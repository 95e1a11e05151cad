//! Ordered radio bring-up
//!
//! One pass, strictly in order, no retries:
//!
//! 1. region (only for channels outside the default regulatory range)
//! 2. channel
//! 3. protocol init
//! 4. role
//! 5. broadcast peer
//! 6. receive sink
//!
//! The first failing step stops the sequence. Bring-up is not idempotent;
//! run it once per boot.

use core::fmt;

use crate::{
    config::BeaconConfig,
    console::{line, Console},
    radio::{FrameSink, PeerInfo, Radio, Role},
};

/// The steps of `bring_up`, in the order they run
#[derive(Debug, Clone, Copy, PartialEq, Eq)]
#[cfg_attr(feature = "defmt", derive(defmt::Format))]
pub enum BringUpStep {
    Region,
    Channel,
    ProtocolInit,
    Role,
    BroadcastPeer,
    Receiver,
}

impl BringUpStep {
    /// Name of the radio call made by this step
    pub const fn call(&self) -> &'static str {
        match self {
            BringUpStep::Region => "wifi_set_country()",
            BringUpStep::Channel => "wifi_set_channel()",
            BringUpStep::ProtocolInit => "esp_now_init()",
            BringUpStep::Role => "esp_now_set_self_role()",
            BringUpStep::BroadcastPeer => "esp_now_add_peer()",
            BringUpStep::Receiver => "esp_now_register_recv_cb()",
        }
    }
}

/// A bring-up step failed; nothing after it ran
#[derive(Debug, Clone, PartialEq, Eq)]
pub struct BringUpError<E> {
    pub step: BringUpStep,
    pub source: E,
}

impl<E> fmt::Display for BringUpError<E> {
    fn fmt(&self, f: &mut fmt::Formatter<'_>) -> fmt::Result {
        write!(f, "{} fail!", self.step.call())
    }
}

/// A terminal state the device never leaves
pub trait Halt {
    fn halt(&mut self) -> !;
}

fn attempt<E>(step: BringUpStep, res: Result<(), E>) -> Result<(), BringUpError<E>> {
    match res {
        Ok(()) => {
            debug!("Bring-up: {:?} ok", step);
            Ok(())
        }
        Err(source) => {
            error!("Bring-up: {:?} failed", step);
            Err(BringUpError { step, source })
        }
    }
}

/// Put the interface in a usable mode. Failure is printed, then ignored.
pub fn prepare_interface<R: Radio, C: Console>(radio: &mut R, console: &mut C) {
    if radio.prepare_interface().is_err() {
        warn!("Interface preparation failed, continuing");
        line(console, format_args!("AP disconnect fail!"));
    }
}

/// Run the ordered bring-up sequence
pub fn bring_up<R: Radio>(
    radio: &mut R,
    config: &BeaconConfig,
    sink: FrameSink,
) -> Result<(), BringUpError<R::Error>> {
    let channel = config.channel;

    if config.needs_region() {
        info!("Channel {} needs a region, applying it", channel.number());
        attempt(BringUpStep::Region, radio.set_country(&config.country))?;
    }

    attempt(BringUpStep::Channel, radio.set_channel(channel))?;
    attempt(BringUpStep::ProtocolInit, radio.init_protocol())?;
    attempt(BringUpStep::Role, radio.set_role(Role::Combo))?;
    attempt(
        BringUpStep::BroadcastPeer,
        radio.add_peer(&PeerInfo::broadcast(channel)),
    )?;
    attempt(BringUpStep::Receiver, radio.register_receiver(sink))?;

    info!("Bring-up complete on channel {}", channel.number());
    Ok(())
}

/// Print the failing step and the overall failure, then flush
pub fn report_failure<C: Console, E>(console: &mut C, err: &BringUpError<E>) {
    line(console, format_args!("{}", err));
    line(console, format_args!("ESP-NOW initialization fail!"));
    console.flush();
}

/// Report a failed bring-up and never return
pub fn fail<C: Console, E, H: Halt>(console: &mut C, err: &BringUpError<E>, halt: &mut H) -> ! {
    report_failure(console, err);
    halt.halt()
}

#[cfg(test)]
mod test {
    use super::*;
    use crate::console::test_console::RecordingConsole;
    use crate::mock::{Call, MockRadio, MockError};
    use crate::radio::{Channel, MacAddress};
    use std::format;
    use std::vec;

    #[test]
    fn channel_14_configures_region_first() {
        let mut radio = MockRadio::new();
        let cfg = BeaconConfig::DEFAULT;

        bring_up(&mut radio, &cfg, MockRadio::sink()).unwrap();

        assert_eq!(
            radio.calls,
            vec![
                Call::SetCountry(cfg.country),
                Call::SetChannel(14),
                Call::InitProtocol,
                Call::SetRole(Role::Combo),
                Call::AddPeer(PeerInfo::broadcast(cfg.channel)),
                Call::RegisterReceiver,
            ]
        );
    }

    #[test]
    fn channel_6_skips_region() {
        let mut radio = MockRadio::new();
        let cfg = BeaconConfig::DEFAULT.with_channel(Channel::new(6).unwrap());

        bring_up(&mut radio, &cfg, MockRadio::sink()).unwrap();

        assert!(!radio.calls.iter().any(|c| matches!(c, Call::SetCountry(_))));
        assert_eq!(radio.calls[0], Call::SetChannel(6));
        assert_eq!(radio.calls.len(), 5);
    }

    #[test]
    fn failure_stops_later_steps() {
        let steps = [
            BringUpStep::Region,
            BringUpStep::Channel,
            BringUpStep::ProtocolInit,
            BringUpStep::Role,
            BringUpStep::BroadcastPeer,
            BringUpStep::Receiver,
        ];

        for (idx, step) in steps.iter().enumerate() {
            let mut radio = MockRadio::failing_at(*step);
            let err = bring_up(&mut radio, &BeaconConfig::DEFAULT, MockRadio::sink()).unwrap_err();

            assert_eq!(err.step, *step);
            assert_eq!(err.source, MockError);
            // The failing call was made, nothing after it
            assert_eq!(radio.calls.len(), idx + 1, "failing at {:?}", step);
        }
    }

    #[test]
    fn peer_is_broadcast_on_configured_channel() {
        let mut radio = MockRadio::new();
        let cfg = BeaconConfig::DEFAULT.with_channel(Channel::new(1).unwrap());
        bring_up(&mut radio, &cfg, MockRadio::sink()).unwrap();

        let peer = radio
            .calls
            .iter()
            .find_map(|c| match c {
                Call::AddPeer(p) => Some(*p),
                _ => None,
            })
            .unwrap();
        assert_eq!(peer.address, MacAddress::BROADCAST);
        assert_eq!(peer.channel.number(), 1);
    }

    #[test]
    fn failure_report() {
        let mut console = RecordingConsole::default();
        let err = BringUpError {
            step: BringUpStep::Role,
            source: MockError,
        };

        assert_eq!(format!("{}", err), "esp_now_set_self_role() fail!");
        report_failure(&mut console, &err);

        assert_eq!(
            console.lines(),
            ["esp_now_set_self_role() fail!", "ESP-NOW initialization fail!"]
        );
        assert_eq!(console.flushes, 1);
    }

    #[test]
    fn interface_failure_is_not_fatal() {
        let mut radio = MockRadio::new();
        radio.fail_prepare = true;
        let mut console = RecordingConsole::default();

        prepare_interface(&mut radio, &mut console);
        assert_eq!(console.lines(), ["AP disconnect fail!"]);

        bring_up(&mut radio, &BeaconConfig::DEFAULT, MockRadio::sink()).unwrap();
    }
}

- - - - - - -

## What the task asks
With the line containing "radio, &BeaconConfig::DEFAULT, MockRadio::sink()).unwrap();" as the first, output each line through the final line of the entries above, exactly.

## Completed task
        bring_up(&mut radio, &BeaconConfig::DEFAULT, MockRadio::sink()).unwrap();
    }
}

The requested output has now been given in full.